The now-removed Gawker story claimed that a magazine executive, who The Advocate has chosen not to name, tried to hire a gay porn star for sex at a cost of $2,500. The story contained screenshots of text messages and photos that allegedly identify the man, who is married to a woman and has children.
Jordan Sargent, the Gawker writer, reached out to the executive in question, who answered by calling the threat of publishing the story "a shakedown." Gawker published the story anyway, and gave anonymity to the porn star.
Denton explained that the Gawker newsroom was more divided than usual over the decision to publish this story, and it was a "close call." His post goes on to make clear that it was a "close call" that he regrets.
He also notes that this is the first news story the site has removed of its own volition, rather than as a result of a legal settlement or factual inaccuracies. "The point of this story was not in my view sufficient to offset the embarrassment to the subject and his family," Denton wrote.
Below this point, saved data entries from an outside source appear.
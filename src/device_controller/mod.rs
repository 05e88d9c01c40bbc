//! network management
//! - device resolution and batched reads over the shared link
//! - topology loading, device kinds selected by their `type` tag

pub mod network_manager;
pub mod device_factory;
pub mod factory;
pub mod traits;
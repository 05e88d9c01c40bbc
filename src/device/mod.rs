pub mod catalog;
pub mod data_type;
pub mod device;
pub mod relay;
pub mod module;
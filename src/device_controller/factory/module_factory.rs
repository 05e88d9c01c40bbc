use std::sync::Arc;

use crate::common::error::DriftError;
use crate::device::module::{Module, ModuleOptions};
use crate::device_controller::device_factory;
use crate::driver::modbus::entity::ModbusMode;
use crate::driver::modbus::link::ModbusLink;
use crate::entity::po::device_config_po::ModuleConfigPo;
use crate::debug;

const LOG_TAG: &str = "module_factory";

/// 构造模块及其下挂载的所有设备
pub fn make(link: &Arc<ModbusLink>, name: &str, po: &ModuleConfigPo) -> Result<Module, DriftError> {
    let options = ModuleOptions {
        model: po.model.clone(),
        mode: po.mode.as_deref().map(ModbusMode::parse).transpose()?,
        channels: po.channels,
        description: po.description.clone(),
    };
    let mut module = Module::new(name, link.clone(), options)?;
    let mount = module.mount_point();

    // sorted so construction logs and errors come out in a stable order
    let mut device_names: Vec<&String> = po.devices.keys().collect();
    device_names.sort();
    for device_name in device_names {
        let device_po = &po.devices[device_name];
        let device = device_factory::make_device(&mount, device_name, device_po)?;
        module.insert_device(device)?;
    }
    debug!(LOG_TAG, "module factory: built {}", module);
    Ok(module)
}
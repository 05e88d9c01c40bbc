//! modbus objects shared by transports and devices
use std::fmt::{self, Display, Formatter};

use super::prelude::*;
use crate::common::error::DriftError;

/// the four addressable modbus object kinds
#[derive(Debug, Clone, Copy, PartialEq, Eq, Hash)]
pub enum ModbusMode {
    Coil,
    Discrete,
    InputRegister,
    HoldingRegister,
}

impl ModbusMode {
    pub fn parse(text: &str) -> Result<Self, DriftError> {
        match text {
            "coil" => Ok(ModbusMode::Coil),
            "discrete" => Ok(ModbusMode::Discrete),
            "input_register" => Ok(ModbusMode::InputRegister),
            "holding_register" => Ok(ModbusMode::HoldingRegister),
            _ => Err(DriftError::Config(format!("invalid mode {:?}", text))),
        }
    }

    pub fn as_str(&self) -> &'static str {
        match self {
            ModbusMode::Coil => "coil",
            ModbusMode::Discrete => "discrete",
            ModbusMode::InputRegister => "input_register",
            ModbusMode::HoldingRegister => "holding_register",
        }
    }

    /// single-bit objects
    pub fn is_bit(&self) -> bool {
        matches!(self, ModbusMode::Coil | ModbusMode::Discrete)
    }

    pub fn is_writable(&self) -> bool {
        matches!(self, ModbusMode::Coil | ModbusMode::HoldingRegister)
    }
}

impl Display for ModbusMode {
    fn fmt(&self, f: &mut Formatter) -> fmt::Result {
        write!(f, "{}", self.as_str())
    }
}

/// what a transport hands back for one request
#[derive(Debug, Clone, Default, PartialEq)]
pub struct ModbusResponse {
    pub function_code: u8,
    pub bits: Vec<bool>,
    pub registers: Vec<u16>,
    // exception detail reported by the transport, if any
    pub exception: Option<String>,
}

impl ModbusResponse {
    pub fn with_bits(function_code: u8, bits: Vec<bool>) -> Self {
        Self { function_code, bits, ..Default::default() }
    }

    pub fn with_registers(function_code: u8, registers: Vec<u16>) -> Self {
        Self { function_code, registers, ..Default::default() }
    }

    pub fn ack(function_code: u8) -> Self {
        Self { function_code, ..Default::default() }
    }

    pub fn exception(function_code: u8, detail: &str) -> Self {
        Self {
            function_code: function_code | EXCEPTION_MASK,
            exception: Some(detail.to_string()),
            ..Default::default()
        }
    }

    pub fn is_exception(&self) -> bool {
        self.function_code >= EXCEPTION_MASK
    }

    /// turn an exception response into a protocol error naming the device
    pub fn check(self, device: &str) -> Result<Self, DriftError> {
        if self.is_exception() {
            return Err(DriftError::Protocol(format!(
                "invalid response for device {:?}: 0x{:02X}{}",
                device,
                self.function_code,
                self.exception.as_ref().map(|e| format!(" ({})", e)).unwrap_or_default()
            )));
        }
        Ok(self)
    }

    pub fn first_bit(&self, device: &str) -> Result<bool, DriftError> {
        self.bits.first().copied().ok_or(DriftError::Protocol(format!("empty bit response for device {:?}", device)))
    }

    pub fn first_register(&self, device: &str) -> Result<u16, DriftError> {
        self.registers.first().copied().ok_or(DriftError::Protocol(format!("empty register response for device {:?}", device)))
    }
}

#[cfg(test)]
mod tests {
    use super::*;

    #[test]
    fn test_mode_parse() {
        assert_eq!(ModbusMode::parse("input_register").unwrap(), ModbusMode::InputRegister);
        assert!(matches!(ModbusMode::parse("aaa"), Err(DriftError::Config(_))));
        assert!(ModbusMode::Coil.is_writable());
        assert!(!ModbusMode::Discrete.is_writable());
        assert!(ModbusMode::Discrete.is_bit());
        assert_eq!(ModbusMode::HoldingRegister.to_string(), "holding_register");
    }

    #[test]
    fn test_exception_check() {
        let ok = ModbusResponse::with_registers(FN_READ_HOLDING_REGISTERS, vec![7]);
        assert_eq!(ok.clone().check("dev").unwrap().first_register("dev").unwrap(), 7);

        let exc = ModbusResponse::exception(FN_READ_COILS, "illegal data address");
        assert_eq!(exc.function_code, 0x81);
        assert!(matches!(exc.check("dev"), Err(DriftError::Protocol(_))));

        assert!(ModbusResponse::ack(FN_WRITE_SINGLE_COIL).first_bit("dev").is_err());
    }
}
//! Reinterpretation of raw reads as typed values.
//!
//! Codes follow the struct-module letters (`?`, `b`, `B`, `h`, `H`, `i`, `I`, `f`), optionally
//! prefixed with a byte-order code (`=`, `<`, `>`, `!`, `@`). The raw value is packed in host
//! order and unpacked with the requested format, so the byte width must match exactly.

use crate::common::error::DriftError;
use crate::driver::convert::{self, Endianness, WordOrder};
use crate::entity::bo::value_bo::Value;

#[derive(Debug, Clone, Copy, PartialEq, Eq)]
pub enum DataKind {
    Bool,
    Int8,
    UInt8,
    Int16,
    UInt16,
    Int32,
    UInt32,
    Float32,
}

#[derive(Debug, Clone, Copy, PartialEq, Eq)]
pub struct DataType {
    pub kind: DataKind,
    pub endianness: Endianness,
}

impl DataType {
    pub fn new(kind: DataKind) -> Self {
        DataType { kind, endianness: Endianness::Native }
    }

    pub fn parse(code: &str) -> Result<Self, DriftError> {
        let code = code.trim();
        let (endianness, letter) = match code.char_indices().nth(1) {
            Some((split, _)) if "=<>!@".contains(&code[..split]) => (Endianness::from_code(&code[..split])?, &code[split..]),
            _ => (Endianness::Native, code),
        };
        let kind = match letter {
            "?" => DataKind::Bool,
            "b" => DataKind::Int8,
            "B" => DataKind::UInt8,
            "h" => DataKind::Int16,
            "H" => DataKind::UInt16,
            "i" | "l" => DataKind::Int32,
            "I" | "L" => DataKind::UInt32,
            "f" => DataKind::Float32,
            _ => return Err(DriftError::Config(format!("invalid data type {:?}", code))),
        };
        Ok(DataType { kind, endianness })
    }

    /// packed width in bytes
    pub fn width(&self) -> usize {
        match self.kind {
            DataKind::Bool | DataKind::Int8 | DataKind::UInt8 => 1,
            DataKind::Int16 | DataKind::UInt16 => 2,
            DataKind::Int32 | DataKind::UInt32 | DataKind::Float32 => 4,
        }
    }

    /// spans two registers
    pub fn is_wide(&self) -> bool {
        self.width() == 4
    }

    pub fn register_count(&self) -> u16 {
        if self.is_wide() {
            2
        } else {
            1
        }
    }

    /// reinterpret a single bit, packed as one byte
    pub fn from_bit(&self, bit: bool) -> Result<Value, DriftError> {
        let byte = bit as u8;
        match self.kind {
            DataKind::Bool => Ok(Value::Bool(bit)),
            DataKind::Int8 => Ok(Value::Int(byte as i8 as i64)),
            DataKind::UInt8 => Ok(Value::Int(byte as i64)),
            _ => Err(self.width_mismatch(1)),
        }
    }

    /// reinterpret one 16-bit register
    pub fn from_word(&self, word: u16) -> Result<Value, DriftError> {
        let word = convert::data_to_uint16(word, self.endianness);
        match self.kind {
            DataKind::Int16 => Ok(Value::Int(word as i16 as i64)),
            DataKind::UInt16 => Ok(Value::Int(word as i64)),
            _ => Err(self.width_mismatch(2)),
        }
    }

    /// combine two registers into a 32-bit value
    pub fn from_words(&self, words: [u16; 2], word_order: WordOrder) -> Result<Value, DriftError> {
        let endianness = match self.endianness {
            Endianness::Native => Endianness::Little,
            other => other,
        };
        let msb_first = word_order.msb_first();
        match self.kind {
            DataKind::Int32 => Ok(Value::Int(convert::data_to_int32(words, msb_first, endianness) as i64)),
            DataKind::UInt32 => Ok(Value::Int(convert::data_to_uint32(words, msb_first, endianness) as i64)),
            DataKind::Float32 => Ok(Value::Float(convert::data_to_float32(words, msb_first, endianness) as f64)),
            _ => Err(self.width_mismatch(4)),
        }
    }

    fn width_mismatch(&self, raw_width: usize) -> DriftError {
        DriftError::Config(format!(
            "data type {:?} needs {} bytes but the raw value has {}",
            self.kind,
            self.width(),
            raw_width
        ))
    }
}

#[cfg(test)]
mod tests {
    use super::*;

    #[test]
    fn test_parse() {
        assert_eq!(DataType::parse("h").unwrap(), DataType::new(DataKind::Int16));
        assert_eq!(DataType::parse(">H").unwrap().endianness, Endianness::Big);
        assert!(DataType::parse("q").is_err());
        assert!(DataType::parse("").is_err());
        assert!(DataType::parse("f").unwrap().is_wide());
    }

    #[test]
    fn test_signed_word() {
        let h = DataType::parse("h").unwrap();
        assert_eq!(h.from_word(0xFFFE).unwrap(), Value::Int(-2));
        assert_eq!(DataType::parse("H").unwrap().from_word(0xFFFE).unwrap(), Value::Int(65534));
        assert!(matches!(h.from_bit(true), Err(DriftError::Config(_))));
        assert!(matches!(DataType::parse("b").unwrap().from_word(3), Err(DriftError::Config(_))));
    }

    #[test]
    fn test_bits() {
        assert_eq!(DataType::parse("?").unwrap().from_bit(true).unwrap(), Value::Bool(true));
        assert_eq!(DataType::parse("B").unwrap().from_bit(true).unwrap(), Value::Int(1));
    }

    #[test]
    fn test_wide() {
        let i = DataType::parse("i").unwrap();
        assert_eq!(i.from_words([433, 2432], WordOrder::MswFirst).unwrap(), Value::Int(28379520));
        assert_eq!(i.from_words([2432, 433], WordOrder::LswFirst).unwrap(), Value::Int(28379520));
        let f = DataType::parse("f").unwrap().from_words([16181, 30372], WordOrder::MswFirst).unwrap();
        assert!((f.as_f64().unwrap() - 0.7089).abs() < 1e-4);
    }

    #[test]
    fn test_wide_big_endian() {
        if cfg!(target_endian = "big") {
            return;
        }
        let i = DataType::parse(">i").unwrap();
        assert_eq!(i.endianness, Endianness::Big);
        // byte-swapped words keep their word order
        assert_eq!(i.from_words([0xB101, 0x8009], WordOrder::MswFirst).unwrap(), Value::Int(28379520));
        assert_eq!(i.from_words([0x8009, 0xB101], WordOrder::LswFirst).unwrap(), Value::Int(28379520));
        assert_eq!(i.from_words([433, 2432], WordOrder::MswFirst).unwrap(), Value::Int(-1325301751));
        assert_eq!(DataType::parse("<i").unwrap().from_words([433, 2432], WordOrder::MswFirst).unwrap(), Value::Int(28379520));
        assert_eq!(DataType::parse("!I").unwrap().from_words([0x0100, 0x0200], WordOrder::MswFirst).unwrap(), Value::Int(65538));
    }
}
The post has officially been removed, and the headline replaced with text indicating as much. The text in the body now reads: "This post has been removed. This post by Gawker CEO Nick Denton has more details."
Pointing to the site's founding ethos of "We put truths on the Internet," Denton claims that this is a story the blog would have pursued as far back as 2003. But in today's rapidly shifting media environment, "I can't defend yesterday's story as I can our coverage of Bill O'Reilly, Hillary Clinton or Hulk Hogan," Denton concedes. "This story about the former [Obama administration official's] brother does not rise to the level that our flagship site should be publishing."
Indeed, Denton addressed the many critics who, in the wake of the story's publication, argued that its subject was not a newsworthy public figure. Future stories on the site will need to meet a new standard, Denton explains: "It is not enough for them simply to be true. They have to reveal something meaningful. They have to be true and interesting."
Denton's statement does pledge that Gawker will continue pursuing the type of stories that their competitiors are "too timid" to chase. He continues:
"Every story is a judgment call. As we go forward, we will hew to our mission of reporting and publishing important stories that our competitors are too timid, or self-consciously upright, to pursue. There will always be stories that critics attack as inappropriate or unjustified; and we will no doubt again offend the sensibilities of some industries or interest groups."
While he acknowledges that Gawker cannot turn back the clock and undo the embarassment to the executive, Denton claims that this experience will help set a precedent for Gawker Media, in its future handling of sensitive stories. It will, Denton writes, "establish a clear standard" moving forward.